The pro forma adjustments reflecting the consummation of the Business Combination and the related transaction are based on certain currently available information and certain assumptions and methodologies that DHAC management believes are reasonable under the circumstances. The unaudited condensed combined pro forma adjustments, which are described in the accompanying notes, may be revised as additional information becomes available and is evaluated. Therefore, it is likely that the actual adjustments will differ from the pro forma adjustments, and it is possible that the difference may be material. DHAC management believes that its assumptions and methodologies provide a reasonable basis for presenting all of the significant effects of the Business Combination and the related transactions based on information available to management at this time and that the pro forma adjustments give appropriate effect to those assumptions and are properly applied in the unaudited pro forma condensed combined financial information.

 

The unaudited pro forma condensed combined financial information does not give effect to any anticipated synergies, operating efficiencies, tax savings, or cost savings that may be associated with the Business Combination. The unaudited pro forma condensed combined financial information is not necessarily indicative of what the actual results of operations and financial position would have been had the Business Combination and related transactions taken place on the dates indicated, nor are they indicative of the future consolidated results of operations or financial position of the post-combination company. They should be read in conjunction with the historical financial statements and notes thereto of DHAC and VSee and iDoc.

 

Note 2.   Accounting Policies and Reclassifications

 

Upon consummation of the Business Combination, management will perform a comprehensive review of the three entities’ accounting policies. As a result of the review, management may identify differences between the accounting policies of the three entities which, when conformed, could have a material impact on the financial statements of the post-combination company. Based on its initial analysis, management did not identify any differences that would have a material impact on the unaudited pro forma condensed combined financial information. As a result, the unaudited pro forma condensed combined financial information does not assume any differences in accounting policies.

 

As part of the preparation of these unaudited pro forma condensed combined financial statements, certain reclassifications were made to align DHAC’s financial statement presentation with that of VSee and iDoc.

 

 

 

 

Note 3.   Adjustments to Unaudited Pro Forma Condensed Combined Financial Information

 

The unaudited pro forma condensed combined financial information has been prepared to illustrate the effect of the Business Combination and related transactions and has been prepared for informational purposes only.

 

The following unaudited pro forma condensed combined financial information has been prepared in accordance with Article 11 of Regulation S-X as amended by the final rule, Release No. 33-10786 “Amendments to Financial Disclosures about Acquired and Disposed Businesses.” Release No. 33-10786 replaces the existing pro forma adjustment criteria with simplified requirements to depict the accounting for the transaction (“Transaction Accounting Adjustments”) and present the reasonably estimable synergies and other transaction effects that have occurred or are reasonably expected to occur (“Management’s Adjustments”).

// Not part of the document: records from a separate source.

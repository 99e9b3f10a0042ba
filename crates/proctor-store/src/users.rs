//! CRUD operations for [`User`] records.

use proctor_shared::Role;
use rusqlite::{params, OptionalExtension};
use uuid::Uuid;

use crate::columns::{enum_at, ts, ts_at, uuid_at};
use crate::database::Database;
use crate::error::{not_found, unique_violation, Result, StoreError};
use crate::models::{now, User};
use crate::repo::UserRepository;

const COLUMNS: &str = "id, external_id, email, first_name, last_name, role, created_at, updated_at";

impl UserRepository for Database {
    fn insert_user(&self, user: &User) -> Result<()> {
        self.conn()
            .execute(
                "INSERT INTO users (id, external_id, email, first_name, last_name, role, created_at, updated_at)
                 VALUES (?1, ?2, ?3, ?4, ?5, ?6, ?7, ?8)",
                params![
                    user.id.to_string(),
                    user.external_id,
                    user.email,
                    user.first_name,
                    user.last_name,
                    user.role.as_str(),
                    ts(&user.created_at),
                    ts(&user.updated_at),
                ],
            )
            .map_err(|e| unique_violation(e, "A user with this identity or email already exists"))?;
        Ok(())
    }

    fn get_user(&self, id: Uuid) -> Result<User> {
        self.conn()
            .query_row(
                &format!("SELECT {COLUMNS} FROM users WHERE id = ?1"),
                params![id.to_string()],
                row_to_user,
            )
            .map_err(not_found)
    }

    fn find_user_by_external_id(&self, external_id: &str) -> Result<Option<User>> {
        let user = self
            .conn()
            .query_row(
                &format!("SELECT {COLUMNS} FROM users WHERE external_id = ?1"),
                params![external_id],
                row_to_user,
            )
            .optional()?;
        Ok(user)
    }

    fn find_user_by_email(&self, email: &str) -> Result<Option<User>> {
        let user = self
            .conn()
            .query_row(
                &format!("SELECT {COLUMNS} FROM users WHERE email = ?1"),
                params![email],
                row_to_user,
            )
            .optional()?;
        Ok(user)
    }

    fn list_users(&self) -> Result<Vec<User>> {
        let mut stmt = self
            .conn()
            .prepare(&format!("SELECT {COLUMNS} FROM users ORDER BY last_name, first_name, rowid"))?;

        let rows = stmt.query_map([], row_to_user)?;

        let mut users = Vec::new();
        for row in rows {
            users.push(row?);
        }
        Ok(users)
    }

    fn update_user_role(&self, id: Uuid, role: Role) -> Result<User> {
        let affected = self.conn().execute(
            "UPDATE users SET role = ?2, updated_at = ?3 WHERE id = ?1",
            params![id.to_string(), role.as_str(), ts(&now())],
        )?;
        if affected == 0 {
            return Err(StoreError::NotFound);
        }
        self.get_user(id)
    }
}

fn row_to_user(row: &rusqlite::Row<'_>) -> rusqlite::Result<User> {
    Ok(User {
        id: uuid_at(row, 0)?,
        external_id: row.get(1)?,
        email: row.get(2)?,
        first_name: row.get(3)?,
        last_name: row.get(4)?,
        role: enum_at(row, 5)?,
        created_at: ts_at(row, 6)?,
        updated_at: ts_at(row, 7)?,
    })
}

#[cfg(test)]
mod tests {
    use super::*;

    fn student(external_id: &str, email: &str) -> User {
        User::new(external_id, email, "Ada", "Lovelace", Role::Student)
    }

    #[test]
    fn test_insert_and_lookup() {
        let db = Database::open_in_memory().unwrap();
        let user = student("auth0|ada", "ada@uni.edu");
        db.insert_user(&user).unwrap();

        assert_eq!(db.get_user(user.id).unwrap(), user);
        assert_eq!(db.find_user_by_external_id("auth0|ada").unwrap(), Some(user.clone()));
        assert_eq!(db.find_user_by_email("ada@uni.edu").unwrap(), Some(user));
        assert_eq!(db.find_user_by_external_id("nobody").unwrap(), None);
    }

    #[test]
    fn test_duplicate_email_is_conflict() {
        let db = Database::open_in_memory().unwrap();
        db.insert_user(&student("a", "same@uni.edu")).unwrap();

        let err = db.insert_user(&student("b", "same@uni.edu")).unwrap_err();
        assert!(matches!(err, StoreError::Conflict(_)));
    }

    #[test]
    fn test_update_role() {
        let db = Database::open_in_memory().unwrap();
        let user = student("a", "a@uni.edu");
        db.insert_user(&user).unwrap();

        let updated = db.update_user_role(user.id, Role::Admin).unwrap();
        assert_eq!(updated.role, Role::Admin);
        assert!(updated.updated_at >= user.updated_at);

        let err = db.update_user_role(Uuid::new_v4(), Role::Admin).unwrap_err();
        assert!(matches!(err, StoreError::NotFound));
    }

    #[test]
    fn test_missing_user_is_not_found() {
        let db = Database::open_in_memory().unwrap();
        assert!(matches!(db.get_user(Uuid::new_v4()), Err(StoreError::NotFound)));
    }
}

DHAC has elected not to present Management’s Adjustments and will only be presenting Transaction Accounting Adjustments in the unaudited pro forma condensed combined financial information. DHAC and VSee and iDoc have not had any historical relationship prior to the Business Combination. Accordingly, no pro forma adjustments were required to eliminate activities between the companies.

 

The pro forma basic and diluted earnings per share amounts presented in the unaudited pro forma condensed combined statement of operations are based upon the number of VSee and iDoc’s ordinary shares outstanding, assuming the Business Combination and related transactions occurred on January 1, 2023.

 

Adjustments to Unaudited Pro Forma Condensed Combined Balance Sheet

 

The adjustments included in the unaudited pro forma condensed combined balance sheet as of March 31, 2024 are as follows:

 

A.Reflects the reclassification of $1.40 million held in the Trust Account to cash and cash equivalents that becomes available at closing of the Business Combination and the incremental interest earned in trust through June 24, 2024.

B.Reflect the reclassification of the common stock subject to redemption for cash amounting to $1.30 million is transferred to permanent equity.

C.Represents the payment of $2.59 million estimated transaction costs, including banking, printing, legal and accounting services. $1.86 million was expensed as part of the Business Combination that are deemed to be direct and incremental cost of the Business Combination and recorded in accumulated deficit, $0.52 million was net impact of transactions cost included in accounts payable and agreed vendor deferral of fees. Additionally, approximately $4.37 million of deferred underwriting fees payable by DHAC have been satisfied via the issuance of preferred stock to the underwriter, representing 4,370 Preferred Shares to with par value of $0.0001. The par value is minimal as such $4.37 million was applied to additional paid in capital.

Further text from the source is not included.